Optimizing potato yield predictions in Uttar Pradesh, India: a comparative analysis of machine learning models

The study focused on seven districts in Uttar Pradesh, India, viz, Agra, Aligarh, Etawah, Farrukhabad, Firozabad, Hathras, and Kannauj (Fig. 1). These areas were selected due to their significant contribution to the state’s potato production. The selected districts represent a diverse agro-climatic landscape, allowing for a comprehensive analysis of the impact of weather variability on potato yields. For instance, Agra features semi-arid conditions, while Aligarh and Etawah experience more subtropical climates. This variability in weather patterns across Farrukhabad, Firozabad, Hathras and Kannauj also offers a comprehensive understanding of how different weather scenarios affect potato cultivation.

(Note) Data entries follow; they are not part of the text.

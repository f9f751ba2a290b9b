//! Keyboard commands and in-place attribute editing.

use super::EditController;
use crate::actions::AttributeChangeAction;
use crate::input::{Key, Modifiers};
use crate::tree::ViewId;
use kurbo::Vec2;

/// Text being typed for one attribute of the selected views.
#[derive(Debug)]
pub(super) struct AttributeEdit {
    name: String,
    targets: Vec<ViewId>,
    original: Option<String>,
    text: String,
}

impl EditController {
    /// Start editing `name` on the selected views that understand it.
    ///
    /// The edit text starts as the first target's current value.
    pub fn begin_attribute_edit(&mut self, name: &str) -> bool {
        if !self.editing {
            return false;
        }
        if self.attribute_edit.is_some() {
            self.commit_attribute_edit();
        }
        let targets = self.attribute_targets(name);
        let Some(&first) = targets.first() else {
            return false;
        };
        let original = self
            .tree
            .get(first)
            .and_then(|node| self.registry.read(node, name, &self.catalog));
        self.attribute_edit = Some(AttributeEdit {
            name: name.to_string(),
            targets,
            text: original.clone().unwrap_or_default(),
            original,
        });
        true
    }

    /// Name and current text of the edit in progress.
    pub fn attribute_edit(&self) -> Option<(&str, &str)> {
        self.attribute_edit
            .as_ref()
            .map(|edit| (edit.name.as_str(), edit.text.as_str()))
    }

    pub fn set_edit_text(&mut self, text: impl Into<String>) -> bool {
        match self.attribute_edit.as_mut() {
            Some(edit) => {
                edit.text = text.into();
                true
            }
            None => false,
        }
    }

    /// Apply the edited text as one undoable change. Unchanged text records nothing.
    pub fn commit_attribute_edit(&mut self) -> bool {
        let Some(edit) = self.attribute_edit.take() else {
            return false;
        };
        if edit.original.as_deref().unwrap_or_default() == edit.text {
            return false;
        }
        let targets: Vec<ViewId> = edit
            .targets
            .into_iter()
            .filter(|&id| self.tree.contains(id))
            .collect();
        if targets.is_empty() {
            return false;
        }
        log::debug!("committing '{}' = '{}' on {} views", edit.name, edit.text, targets.len());
        self.perform_action(Box::new(AttributeChangeAction::new(
            &self.tree, targets, edit.name, edit.text,
        )));
        true
    }

    pub fn cancel_attribute_edit(&mut self) -> bool {
        self.attribute_edit.take().is_some()
    }

    /// Handle a key press. Returns `true` if the editor consumed it.
    pub fn key_down(&mut self, key: Key, modifiers: Modifiers) -> bool {
        if !self.editing {
            return false;
        }
        if self.attribute_edit.is_some() {
            return match key {
                Key::Escape => self.cancel_attribute_edit(),
                Key::Enter => {
                    self.commit_attribute_edit();
                    true
                }
                _ => false,
            };
        }

        let step = if modifiers.shift {
            f64::from(self.config.grid_size.max(1))
        } else {
            self.config.nudge_step
        };

        match key {
            Key::Escape => {
                if self.cancel_gesture() {
                    return true;
                }
                if self.drag_in.is_some() {
                    self.drag_leave();
                    return true;
                }
                false
            }
            Key::Delete | Key::Backspace => self.delete_selection(),
            Key::ArrowLeft => self.nudge(Vec2::new(-step, 0.0)),
            Key::ArrowRight => self.nudge(Vec2::new(step, 0.0)),
            Key::ArrowUp => self.nudge(Vec2::new(0.0, -step)),
            Key::ArrowDown => self.nudge(Vec2::new(0.0, step)),
            Key::Enter => false,
            Key::Char(c) if modifiers.command() => self.command_key(c, modifiers.shift),
            Key::Char(_) => false,
        }
    }

    fn command_key(&mut self, c: char, shift: bool) -> bool {
        match c {
            'z' if shift => self.redo(),
            'z' => self.undo(),
            'y' => self.redo(),
            'd' => !self.duplicate().is_empty(),
            'c' => self.copy().is_some(),
            'x' => self.cut().is_some(),
            'v' => !self.paste(None).is_empty(),
            'a' => {
                self.select_all();
                true
            }
            _ => false,
        }
    }
}

#[cfg(test)]
mod tests {
    use super::super::tests::{editor, frame};
    use super::*;
    use crate::registry::{TEXT_LABEL_CLASS, VIEW_CLASS};
    use kurbo::Point;

    #[test]
    fn test_attribute_edit_commits_once() {
        let mut ed = editor();
        let a = ed.create_new_view(TEXT_LABEL_CLASS, Point::new(10.0, 10.0)).unwrap();
        let b = ed.create_new_view(TEXT_LABEL_CLASS, Point::new(100.0, 10.0)).unwrap();
        ed.select_all();
        assert!(ed.begin_attribute_edit("title"));
        assert!(ed.set_edit_text("Gain"));
        assert_eq!(ed.attribute_edit(), Some(("title", "Gain")));
        assert!(ed.key_down(Key::Enter, Modifiers::NONE));
        assert!(ed.attribute_edit().is_none());

        let read = |ed: &EditController, id| {
            let node = ed.tree().get(id).unwrap();
            ed.registry().read(node, "title", ed.catalog())
        };
        assert_eq!(read(&ed, a).as_deref(), Some("Gain"));
        assert_eq!(read(&ed, b).as_deref(), Some("Gain"));
        assert_eq!(ed.undo_name(), Some("Change 'title'"));
        assert!(ed.undo());
        assert_ne!(read(&ed, a).as_deref(), Some("Gain"));
    }

    #[test]
    fn test_unchanged_or_cancelled_edit_records_nothing() {
        let mut ed = editor();
        ed.create_new_view(TEXT_LABEL_CLASS, Point::new(10.0, 10.0)).unwrap();
        let before = ed.history().len();

        assert!(ed.begin_attribute_edit("title"));
        assert!(!ed.commit_attribute_edit());

        assert!(ed.begin_attribute_edit("title"));
        ed.set_edit_text("Drive");
        assert!(ed.key_down(Key::Escape, Modifiers::NONE));
        assert_eq!(ed.history().len(), before);

        assert!(!ed.begin_attribute_edit("no-such-attribute"));
    }

    #[test]
    fn test_arrows_nudge() {
        let mut ed = editor();
        let v = ed.create_new_view(VIEW_CLASS, Point::new(20.0, 20.0)).unwrap();
        assert!(ed.key_down(Key::ArrowRight, Modifiers::NONE));
        assert!(ed.key_down(Key::ArrowDown, Modifiers::SHIFT));
        assert_eq!(frame(&ed, v).origin(), Point::new(21.0, 30.0));

        assert!(ed.key_down(Key::Char('z'), Modifiers::CTRL));
        assert_eq!(frame(&ed, v).origin(), Point::new(21.0, 20.0));
        let redo = Modifiers { shift: true, ..Modifiers::CTRL };
        assert!(ed.key_down(Key::Char('z'), redo));
        assert_eq!(frame(&ed, v).origin(), Point::new(21.0, 30.0));
    }

    #[test]
    fn test_command_keys() {
        let mut ed = editor();
        ed.create_new_view(VIEW_CLASS, Point::new(20.0, 20.0)).unwrap();
        assert!(ed.key_down(Key::Char('d'), Modifiers::CTRL));
        assert_eq!(ed.tree().len(), 3);

        assert!(ed.key_down(Key::Char('a'), Modifiers::CTRL));
        assert_eq!(ed.selection().len(), 2);
        assert!(ed.key_down(Key::Char('x'), Modifiers::CTRL));
        assert_eq!(ed.tree().len(), 1);
        assert!(ed.key_down(Key::Char('v'), Modifiers::CTRL));
        assert_eq!(ed.tree().len(), 3);

        assert!(ed.key_down(Key::Delete, Modifiers::NONE));
        assert_eq!(ed.tree().len(), 1);
        assert!(!ed.key_down(Key::Char('q'), Modifiers::CTRL));
        assert!(!ed.key_down(Key::Char('a'), Modifiers::NONE));
    }
}
impl Action for DeleteAction {
    fn name(&self) -> &str {
        &self.name
    }

    fn perform(&mut self, cx: &mut EditContext<'_>) {
        for entry in &mut self.entries {
            entry.subtree = cx.tree.detach(entry.id);
            cx.selection.remove(entry.id);
        }
        cx.selection.retain_existing(cx.tree);
    }

    fn undo(&mut self, cx: &mut EditContext<'_>) {
        cx.selection.clear();
        for entry in &mut self.entries {
            let Some(subtree) = entry.subtree.take() else {
                continue;
            };
            match cx.tree.attach(entry.parent, subtree, entry.before) {
                Ok(id) => cx.selection.add(id),
                Err(subtree) => {
                    log::error!("could not restore deleted view {}", entry.id);
                    entry.subtree = Some(subtree);
                }
            }
        }
    }
}

#[derive(Debug, Clone, Copy)]
struct EmbeddedMember {
    id: ViewId,
    index: usize,
    frame: Rect,
}

/// Wrap views sharing a parent in a new container.
#[derive(Debug)]
pub struct EmbedAction {
    name: String,
    parent: ViewId,
    container_id: ViewId,
    container: Option<DetachedSubtree>,
    container_index: usize,
    members: Vec<EmbeddedMember>,
}

impl EmbedAction {
    /// The container's frame is the members' bounds grown by `margin`.
    ///
    /// Only members sharing the parent of the first top-level id take part.
    /// `None` if `class` is not a container class or no member qualifies.
    pub fn new(
        tree: &ViewTree,
        registry: &ViewRegistry,
        catalog: &ResourceCatalog,
        ids: &[ViewId],
        class: &str,
        margin: f64,
    ) -> Option<Self> {
        if !registry.is_container(class) {
            log::debug!("cannot embed into non-container class '{}'", class);
            return None;
        }
        let top = top_level(tree, ids);
        let parent = tree.parent(*top.first()?)?;
        let mut members: Vec<EmbeddedMember> = top
            .iter()
            .filter(|&&id| tree.parent(id) == Some(parent))
            .filter_map(|&id| {
                Some(EmbeddedMember {
                    id,
                    index: tree.index_in_parent(id)?,
                    frame: tree.get(id)?.frame,
                })
            })
            .collect();
        members.sort_by_key(|m| m.index);
        let bounds = members
            .iter()
            .map(|m| m.frame)
            .reduce(|a, b| a.union(b))?
            .inflate(margin, margin);

        let container = registry
            .create(class, &UiAttributes::new(), catalog)?
            .with_frame(bounds);
        let container_index = members.first()?.index;
        Some(Self {
            name: format!("Embed Into {}", registry.display_name(class).unwrap_or(class)),
            parent,
            container_id: container.id(),
            container: Some(DetachedSubtree::new(container)),
            container_index,
            members,
        })
    }

    pub fn container_id(&self) -> ViewId {
        self.container_id
    }
}

impl Action for EmbedAction {
    fn name(&self) -> &str {
        &self.name
    }

    fn perform(&mut self, cx: &mut EditContext<'_>) {
        let Some(container) = self.container.take() else {
            return;
        };
        let origin = container.root_node().frame.origin().to_vec2();
        self.container = attach_or_keep(cx.tree, self.parent, container, Some(self.container_index));
        if self.container.is_some() {
            return;
        }
        for member in &self.members {
            if cx.tree.reparent(member.id, self.container_id, None) {
                cx.tree.set_frame(member.id, member.frame - origin);
            }
        }
        cx.selection.set_exclusive(self.container_id);
    }

    fn undo(&mut self, cx: &mut EditContext<'_>) {
        for member in &self.members {
            if cx.tree.reparent(member.id, self.parent, None) {
                cx.tree.set_frame(member.id, member.frame);
            }
        }
        self.container = cx.tree.detach(self.container_id);
        for member in &self.members {
            cx.tree.set_child_index(member.id, member.index);
        }
        cx.selection.set_all(self.members.iter().map(|m| m.id));
    }
}

/// Dissolve a container, moving its children into its parent.
#[derive(Debug)]
pub struct UnembedAction {
    parent: ViewId,
    container_id: ViewId,
    container: Option<DetachedSubtree>,
    container_index: usize,
    offset: Vec2,
    children: Vec<(ViewId, Rect)>,
}

impl UnembedAction {
    /// `None` for the root or a view without children.
    pub fn new(tree: &ViewTree, container: ViewId) -> Option<Self> {
        let parent = tree.parent(container)?;
        let node = tree.get(container)?;
        if node.children().is_empty() {
            return None;
        }
        let children = node
            .children()
            .iter()
            .filter_map(|&c| tree.get(c).map(|n| (c, n.frame)))
            .collect();
        Some(Self {
            parent,
            container_id: container,
            container: None,
            container_index: tree.index_in_parent(container)?,
            offset: node.frame.origin().to_vec2(),
            children,
        })
    }
}

impl Action for UnembedAction {
    fn name(&self) -> &str {
        "Unembed Views"
    }

    fn perform(&mut self, cx: &mut EditContext<'_>) {
        for (i, (id, frame)) in self.children.iter().enumerate() {
            if cx.tree.reparent(*id, self.parent, Some(self.container_index + i)) {
                cx.tree.set_frame(*id, *frame + self.offset);
            }
        }
        self.container = cx.tree.detach(self.container_id);
        cx.selection.set_all(self.children.iter().map(|(id, _)| *id));
    }

    fn undo(&mut self, cx: &mut EditContext<'_>) {
        let Some(container) = self.container.take() else {
            return;
        };
        self.container = attach_or_keep(cx.tree, self.parent, container, Some(self.container_index));
        if self.container.is_some() {
            return;
        }
        for (id, frame) in &self.children {
            if cx.tree.reparent(*id, self.container_id, None) {
                cx.tree.set_frame(*id, *frame);
            }
        }
        cx.selection.set_exclusive(self.container_id);
    }
}

/// Replace a view with one of another class at the same place in the tree.
///
/// Attributes both classes understand are carried over; children move along
/// when both classes are containers.
#[derive(Debug)]
pub struct TransformViewTypeAction {
    name: String,
    parent: ViewId,
    index: usize,
    old_id: ViewId,
    new_id: ViewId,
    /// Whichever of the two views is currently out of the tree.
    spare: Option<DetachedSubtree>,
    move_children: bool,
}

impl TransformViewTypeAction {
    /// `None` for the root, an unknown class, or a view that already has `class`.
    pub fn new(
        tree: &ViewTree,
        registry: &ViewRegistry,
        catalog: &ResourceCatalog,
        id: ViewId,
        class: &str,
    ) -> Option<Self> {
        let parent = tree.parent(id)?;
        let old = tree.get(id)?;
        if old.class() == class {
            return None;
        }
        let attrs = registry.attributes_for(old, catalog);
        let replacement = registry.create(class, &attrs, catalog)?.with_frame(old.frame);
        let move_children = registry.is_container(old.class()) && registry.is_container(class);
        Some(Self {
            name: format!("Transform To {}", registry.display_name(class).unwrap_or(class)),
            parent,
            index: tree.index_in_parent(id)?,
            old_id: id,
            new_id: replacement.id(),
            spare: Some(DetachedSubtree::new(replacement)),
            move_children,
        })
    }

    pub fn new_id(&self) -> ViewId {
        self.new_id
    }

    fn swap(&mut self, cx: &mut EditContext<'_>, from: ViewId, to: ViewId) {
        let Some(incoming) = self.spare.take() else {
            return;
        };
        self.spare = attach_or_keep(cx.tree, self.parent, incoming, Some(self.index));
        if self.spare.is_some() {
            return;
        }
        if self.move_children {
            let children = cx.tree.children(from).to_vec();
            for child in children {
                cx.tree.reparent(child, to, None);
            }
        }
        self.spare = cx.tree.detach(from);
        if cx.selection.remove(from) {
            cx.selection.add(to);
        }
    }
}

impl Action for TransformViewTypeAction {
    fn name(&self) -> &str {
        &self.name
    }

    fn perform(&mut self, cx: &mut EditContext<'_>) {
        let (from, to) = (self.old_id, self.new_id);
        self.swap(cx, from, to);
    }

    fn undo(&mut self, cx: &mut EditContext<'_>) {
        let (from, to) = (self.new_id, self.old_id);
        self.swap(cx, from, to);
    }
}

/// Move a view one step forward or backward among its siblings.
#[derive(Debug, Clone)]
pub struct ZOrderAction {
    name: &'static str,
    id: ViewId,
    from: usize,
    to: usize,
}

impl ZOrderAction {
    /// Later siblings draw in front. `None` when the view is already at the end.
    pub fn new(tree: &ViewTree, id: ViewId, forward: bool) -> Option<Self> {
        let parent = tree.parent(id)?;
        let from = tree.index_in_parent(id)?;
        let count = tree.children(parent).len();
        let to = if forward {
            (from + 1 < count).then_some(from + 1)?
        } else {
            from.checked_sub(1)?
        };
        Some(Self {
            name: if forward { "Bring Forward" } else { "Send Backward" },
            id,
            from,
            to,
        })
    }
}

impl Action for ZOrderAction {
    fn name(&self) -> &str {
        self.name
    }

    fn perform(&mut self, cx: &mut EditContext<'_>) {
        cx.tree.set_child_index(self.id, self.to);
    }

    fn undo(&mut self, cx: &mut EditContext<'_>) {
        cx.tree.set_child_index(self.id, self.from);
    }
}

Time series data of potato yield (in tons/ha) spanning 16 years (2005–06 to 2020–21) were acquired from the Directorate of Economics and Statistics, Ministry of Agriculture and Farmers Welfare¹⁹. Since potato is a seasonal crop cultivated once a year in the study regions, yield data is naturally available on an annual basis. Therefore, this study uses annual yield data from 2005 to 2021. While the dataset spans 16 years, the limited frequency of observations per district precludes the use of classical time series forecasting techniques. Instead, machine learning models, which are capable of learning complex nonlinear relationships from relatively small datasets, were employed to analyze the relationship between weather indices and potato yield. This yield series was detrended prior to performing the model analysis. Detrending the yield data is a widely used approach to account for technological advancements and isolate the impact of weather variability on yield trends. By removing these long-term trends, the analysis can more accurately isolate and understand the specific effects of climatic factors on agricultural yields. This process enhances the precision of the analysis by ensuring that the results reflect the impact of weather conditions, rather than being confounded by technological improvements. Detrending eliminates long-term trends, ensuring that only short-term weather-induced variations in yield are analyzed. One commonly used approach involves fitting a predetermined function, such as a simple linear regression model or a second-order polynomial regression model, against time. This method has been widely applied by researchers to detrend crop yield data and evaluate the effects of climate variability. In this study, a simple linear regression model has been used to detrend the potato yield data. Numerous researchers have utilized this approach to remove trends from crop yield data and analyze the effects of climate variability^14,16,20.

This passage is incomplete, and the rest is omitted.